STORED DATA START

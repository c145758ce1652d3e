//! Helpers shared by the tests of the crate.

use std::{
    path::Path,
    sync::{
        atomic::{AtomicUsize, Ordering},
        Arc,
    },
    time::Duration,
};

use async_trait::async_trait;
use serde_json::json;
use tokio::sync::mpsc;

use crate::{
    constraints::{
        BatteryState,
        ConstraintMonitor,
        ConstraintPolicy,
        DeviceState,
        DeviceStateUpdater,
        NetworkClass,
        NetworkState,
    },
    job::JobStatusEvent,
    model::{ComputationError, Diff, ModelComputation, ModelState},
    protocol::{
        socket::{Connection, Connector, TransportError, TransportEvent},
        DownloadRequest,
        Downloader,
        Material,
        ProtocolClient,
        ProtocolError,
    },
    settings::WorkerSettings,
    worker::{Worker, WorkerBuilder},
};

const WAIT: Duration = Duration::from_secs(5);

/// A [`Connector`] handing the server side of every channel over to a
/// [`MemoryServer`].
pub struct MemoryConnector {
    connections: mpsc::UnboundedSender<ServerChannel>,
    count: Arc<AtomicUsize>,
}

pub struct MemoryServer {
    connections: mpsc::UnboundedReceiver<ServerChannel>,
    count: Arc<AtomicUsize>,
}

/// The coordinator side of a channel.
pub struct ServerChannel {
    from_client: mpsc::UnboundedReceiver<String>,
    to_client: mpsc::UnboundedSender<TransportEvent>,
}

impl MemoryConnector {
    pub fn new() -> (Self, MemoryServer) {
        let (tx, rx) = mpsc::unbounded_channel();
        let count = Arc::new(AtomicUsize::new(0));
        (
            Self {
                connections: tx,
                count: Arc::clone(&count),
            },
            MemoryServer { connections: rx, count },
        )
    }
}

#[async_trait]
impl Connector for MemoryConnector {
    async fn connect(&self) -> Result<Connection, TransportError> {
        let (outbound, from_client) = mpsc::unbounded_channel();
        let (to_client, inbound) = mpsc::unbounded_channel();
        let _ = to_client.send(TransportEvent::Open);
        self.connections
            .send(ServerChannel { from_client, to_client })
            .map_err(|_| TransportError("server shut down".into()))?;
        self.count.fetch_add(1, Ordering::SeqCst);
        Ok(Connection { outbound, inbound })
    }
}

impl MemoryServer {
    pub async fn accept(&mut self) -> ServerChannel {
        tokio::time::timeout(WAIT, self.connections.recv())
            .await
            .expect("no connection opened")
            .expect("connector dropped")
    }

    /// Number of channels opened so far.
    pub fn connections(&self) -> usize {
        self.count.load(Ordering::SeqCst)
    }
}

impl ServerChannel {
    pub async fn next_message(&mut self) -> serde_json::Value {
        let text = tokio::time::timeout(WAIT, self.from_client.recv())
            .await
            .expect("no message received")
            .expect("channel closed");
        serde_json::from_str(&text).expect("invalid message")
    }

    /// Check that the client sends nothing for `wait`.
    pub async fn assert_silent(&mut self, wait: Duration) {
        if let Ok(Some(text)) = tokio::time::timeout(wait, self.from_client.recv()).await {
            panic!("unexpected message: {}", text);
        }
    }

    pub fn reply(&self, message: serde_json::Value) {
        self.send_event(TransportEvent::Message(message.to_string()));
    }

    pub fn send_event(&self, event: TransportEvent) {
        self.to_client.send(event).expect("client gone");
    }
}

pub fn cycle_accept(model: &str, version: Option<&str>, request_key: &str) -> serde_json::Value {
    json!({
        "type": "model-centric/cycle-request",
        "data": {
            "status": "accepted",
            "model": model,
            "version": version,
            "request_key": request_key,
            "plans": {"training_plan": 1},
            "protocols": {},
            "client_config": {"name": model, "batch_size": 64, "lr": 0.005},
            "model_id": 10,
        }
    })
}

/// Serves `model-<id>` for models and `<material>-<id>` for the others.
pub struct FixedDownloader;

pub const MODEL_STATE: &[u8] = &[1, 2, 3, 4];

#[async_trait]
impl Downloader for FixedDownloader {
    async fn download(&self, request: DownloadRequest) -> Result<Vec<u8>, ProtocolError> {
        Ok(match request.material {
            Material::Model(_) => MODEL_STATE.to_vec(),
            Material::Plan(id) => format!("plan-{}", id).into_bytes(),
            Material::Protocol(id) => format!("protocol-{}", id).into_bytes(),
        })
    }
}

/// Computes byte-wise differences.
pub struct Subtraction;

impl ModelComputation for Subtraction {
    fn create_diff(&self, original: &ModelState, trained: &ModelState) -> Result<Diff, ComputationError> {
        let (original, trained) = (original.as_ref(), trained.as_ref());
        if original.len() != trained.len() {
            return Err(ComputationError("mismatched model sizes".into()));
        }
        Ok(Diff::from(
            original
                .iter()
                .zip(trained.iter())
                .map(|(a, b)| b.wrapping_sub(*a))
                .collect::<Vec<u8>>(),
        ))
    }
}

pub fn eligible_state() -> DeviceState {
    DeviceState {
        network: NetworkState {
            class: Some(NetworkClass::Wifi),
            internet: true,
            metered: false,
            restricted: false,
        },
        battery: BatteryState {
            charging: true,
            level: 100,
        },
    }
}

pub fn monitor(state: DeviceState) -> (ConstraintMonitor, DeviceStateUpdater) {
    ConstraintMonitor::new(ConstraintPolicy::default(), state)
}

pub fn worker_settings(files_dir: &Path, max_concurrent_jobs: usize) -> WorkerSettings {
    WorkerSettings {
        max_concurrent_jobs,
        files_dir: files_dir.to_path_buf(),
        ..WorkerSettings::default()
    }
}

/// A worker downloading with [`FixedDownloader`] and computing with [`Subtraction`].
pub fn worker(
    client: Arc<dyn ProtocolClient>,
    monitor: ConstraintMonitor,
    files_dir: &Path,
    max_concurrent_jobs: usize,
) -> Worker {
    WorkerBuilder::new(worker_settings(files_dir, max_concurrent_jobs), monitor)
        .protocol_client(client)
        .downloader(Arc::new(FixedDownloader))
        .computation(Arc::new(Subtraction))
        .build()
        .unwrap()
}

pub async fn next_event(events: &mut mpsc::UnboundedReceiver<JobStatusEvent>) -> JobStatusEvent {
    tokio::time::timeout(WAIT, events.recv())
        .await
        .expect("no event received")
        .expect("subscription ended")
}

/// Skip the progress notifications.
pub async fn next_milestone(events: &mut mpsc::UnboundedReceiver<JobStatusEvent>) -> JobStatusEvent {
    loop {
        match next_event(events).await {
            JobStatusEvent::Progress { .. } => continue,
            event => return event,
        }
    }
}

/// Check that the subscription ends without any other event.
pub async fn assert_ended(events: &mut mpsc::UnboundedReceiver<JobStatusEvent>) {
    let next = tokio::time::timeout(WAIT, events.recv())
        .await
        .expect("subscription did not end");
    assert_eq!(next, None);
}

STORED DATA END

### PROBLEM DETAILS
Restate word for word only the lines above from the line containing "channel over to a" to the line containing "pub struct ServerChannel", both of them included.

### COMPLETED TASK
/// A [`Connector`] handing the server side of every channel over to a
/// [`MemoryServer`].
pub struct MemoryConnector {
    connections: mpsc::UnboundedSender<ServerChannel>,
    count: Arc<AtomicUsize>,
}

pub struct MemoryServer {
    connections: mpsc::UnboundedReceiver<ServerChannel>,
    count: Arc<AtomicUsize>,
}

/// The coordinator side of a channel.
pub struct ServerChannel {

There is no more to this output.